→ **EXERCISE AIM**: With the material below, print exactly the lines between the line holding "let pk: [u8;" and the line holding "struct should cause the verification to fail.", inclusive. Add nothing else.

→ **EXCERPTED DATA**:
#[cfg(test)]
mod test {
    use proptest::arbitrary::any;
    use proptest::strategy::Strategy;
    use proptest::{prop_assume, proptest};
    use proptest_derive::Arbitrary;

    use super::*;

    fn arb_seed() -> impl Strategy<Value = [u8; 32]> {
        any::<[u8; 32]>().no_shrink()
    }

    fn arb_key_pair() -> impl Strategy<Value = KeyPair> {
        arb_seed().prop_map(|seed| KeyPair::from_seed(&seed))
    }

    #[derive(Arbitrary, Deserialize, Serialize)]
    struct SignableBytes(Vec<u8>);

    impl Signable for SignableBytes {
        const DOMAIN_SEPARATOR_STR: &'static [u8] =
            b"LEXE-REALM::SignableBytes";
    }

    impl fmt::Debug for SignableBytes {
        fn fmt(&self, f: &mut fmt::Formatter<'_>) -> fmt::Result {
            f.debug_tuple("SignableBytes")
                .field(&hex::display(&self.0))
                .finish()
        }
    }

    #[test]
    fn test_serde_pkcs8_roundtrip() {
        proptest!(|(seed in arb_seed())| {
            let key_pair1 = KeyPair::from_seed(&seed);
            let key_pair_bytes = key_pair1.serialize_pkcs8();
            let key_pair2 = KeyPair::deserialize_pkcs8(key_pair_bytes.as_slice()).unwrap();

            assert_eq!(key_pair1.secret_key(), key_pair2.secret_key());
            assert_eq!(key_pair1.public_key(), key_pair2.public_key());
        });
    }

    #[test]
    fn test_deserialize_pkcs8_different_lengths() {
        for size in 0..=256 {
            let bytes = vec![0x42_u8; size];
            let _ = deserialize_pkcs8(&bytes);
        }
    }

    #[test]
    fn test_to_rcgen() {
        proptest!(|(key_pair in arb_key_pair())| {
            let rcgen_key_pair = key_pair.to_rcgen();
            assert_eq!(rcgen_key_pair.public_key_raw(), key_pair.public_key().as_slice());
        });
    }

    // See: [RFC 8032 (EdDSA) > Test Vectors](https://www.rfc-editor.org/rfc/rfc8032.html#page-25)
    #[test]
    fn test_ed25519_test_vector() {
        let sk: [u8; 32] = hex::decode_const(
            b"c5aa8df43f9f837bedb7442f31dcb7b166d38535076f094b85ce3a2e0b4458f7",
        );
        let pk: [u8; 32] = hex::decode_const(
            b"fc51cd8e6218a1a38da47ed00230f0580816ed13ba3303ac5deb911548908025",
        );
        let msg: [u8; 2] = hex::decode_const(b"af82");
        let sig: [u8; 64] = hex::decode_const(b"6291d657deec24024827e69c3abe01a30ce548a284743a445e3680d7db5ac3ac18ff9b538d16f290ae67f760984dc6594a7c15e9716ed28dc027beceea1ec40a");

        let key_pair = KeyPair::from_seed(&sk);
        let pubkey = key_pair.public_key();
        assert_eq!(pubkey.as_inner(), &pk);

        let sig2 = key_pair.sign_raw(&msg);
        assert_eq!(&sig, sig2.as_inner());

        pubkey.verify_raw(&msg, &sig2).unwrap();
    }

    // truncating the signed struct should cause the verification to fail.
    #[test]
    fn test_reject_truncated_sig() {
        proptest!(|(key_pair in arb_key_pair(), msg in any::<SignableBytes>())| {
            let pubkey = key_pair.public_key();

            let (sig, signed) = key_pair.sign_struct(&msg).unwrap();
            let sig2 = signed.serialize().unwrap();
            assert_eq!(&sig, &sig2);

            let _ = pubkey
                .verify_self_signed_struct::<SignableBytes>(&sig)
                .unwrap();

            for trunc_len in 0..SIGNED_STRUCT_OVERHEAD {
                pubkey
                    .verify_self_signed_struct::<SignableBytes>(&sig[..trunc_len])
                    .unwrap_err();
                pubkey
                    .verify_self_signed_struct::<SignableBytes>(&sig[(trunc_len+1)..])
                    .unwrap_err();
            }
        });
    }

    // inserting some random bytes into the signed struct should cause the
    // sig verification to fail
    #[test]
    fn test_reject_pad_sig() {
        let cfg = proptest::test_runner::Config::with_cases(50);
        proptest!(cfg, |(
            key_pair in arb_key_pair(),
            msg in any::<SignableBytes>(),
            padding in any::<Vec<u8>>(),
        )| {
            prop_assume!(!padding.is_empty());

            let pubkey = key_pair.public_key();

            let (sig, signed) = key_pair.sign_struct(&msg).unwrap();
            let sig2 = signed.serialize().unwrap();
            assert_eq!(&sig, &sig2);

            let _ = pubkey
                .verify_self_signed_struct::<SignableBytes>(&sig)
                .unwrap();

            let mut sig2: Vec<u8> = Vec::with_capacity(sig.len() + padding.len());

            for idx in 0..=sig.len() {
                let (left, right) = sig.split_at(idx);

                // sig2 := left || padding || right

                sig2.clear();
                sig2.extend_from_slice(left);
                sig2.extend_from_slice(&padding);
                sig2.extend_from_slice(right);

                pubkey
                    .verify_self_signed_struct::<SignableBytes>(&sig2)
                    .unwrap_err();
            }
        });
    }

    // flipping some random bits in the signed struct should cause the
    // verification to fail.
    #[test]
    fn test_reject_modified_sig() {
        let arb_mutation = any::<Vec<u8>>()
            .prop_filter("can't be empty or all zeroes", |m| {
                !m.is_empty() && !m.iter().all(|x| x == &0u8)
            });

        proptest!(|(
            key_pair in arb_key_pair(),
            msg in any::<SignableBytes>(),
            mut_offset in any::<usize>(),
            mut mutation in arb_mutation,
        )| {
            let pubkey = key_pair.public_key();

            let (mut sig, signed) = key_pair.sign_struct(&msg).unwrap();
            let sig2 = signed.serialize().unwrap();
            assert_eq!(&sig, &sig2);

            mutation.truncate(sig.len());
            prop_assume!(!mutation.is_empty() && !mutation.iter().all(|x| x == &0));

            let _ = pubkey
                .verify_self_signed_struct::<SignableBytes>(&sig)
                .unwrap();

            // xor in the mutation bytes to the signature to modify it. any
            // modified bit should cause the verification to fail.
            for (idx_mut, m) in mutation.into_iter().enumerate() {
                let idx_sig = idx_mut.wrapping_add(mut_offset) % sig.len();
                sig[idx_sig] ^= m;
            }

            pubkey.verify_self_signed_struct::<SignableBytes>(&sig).unwrap_err();
        });
    }

    #[test]
    fn test_sign_verify() {
        proptest!(|(key_pair in arb_key_pair(), msg in any::<Vec<u8>>())| {
            let pubkey = key_pair.public_key();

            let sig = key_pair.sign_raw(&msg);
            pubkey.verify_raw(&msg, &sig).unwrap();
        });
    }

    #[test]
    fn test_sign_verify_struct() {
        #[derive(Debug, PartialEq, Eq, Deserialize, Serialize)]
        struct Foo(u32);

        impl Signable for Foo {
            const DOMAIN_SEPARATOR_STR: &'static [u8] = b"LEXE-REALM::Foo";
        }

        #[derive(Debug, Deserialize, Serialize)]
        struct Bar(u32);

        impl Signable for Bar {
            const DOMAIN_SEPARATOR_STR: &'static [u8] = b"LEXE-REALM::Bar";
        }

        fn arb_foo() -> impl Strategy<Value = Foo> {
            any::<u32>().prop_map(Foo)
        }

        proptest!(|(key_pair in arb_key_pair(), foo in arb_foo())| {
            let signer = key_pair.public_key();
            let (sig, signed) =
                key_pair.sign_struct::<Foo>(&foo).unwrap();
            let sig2 = signed.serialize().unwrap();
            assert_eq!(&sig, &sig2);

            let signed2 =
                signer.verify_self_signed_struct::<Foo>(&sig).unwrap();
            assert_eq!(signed, signed2.as_ref());

            // trying to verify signature as another type with a valid
            // serialization is prevented by domain separation.

            signer.verify_self_signed_struct::<Bar>(&sig).unwrap_err();
        });
    }
}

→ **SOLUTION FOR THIS EXERCISE**:
        let pk: [u8; 32] = hex::decode_const(
            b"fc51cd8e6218a1a38da47ed00230f0580816ed13ba3303ac5deb911548908025",
        );
        let msg: [u8; 2] = hex::decode_const(b"af82");
        let sig: [u8; 64] = hex::decode_const(b"6291d657deec24024827e69c3abe01a30ce548a284743a445e3680d7db5ac3ac18ff9b538d16f290ae67f760984dc6594a7c15e9716ed28dc027beceea1ec40a");

        let key_pair = KeyPair::from_seed(&sk);
        let pubkey = key_pair.public_key();
        assert_eq!(pubkey.as_inner(), &pk);

        let sig2 = key_pair.sign_raw(&msg);
        assert_eq!(&sig, sig2.as_inner());

        pubkey.verify_raw(&msg, &sig2).unwrap();
    }

    // truncating the signed struct should cause the verification to fail.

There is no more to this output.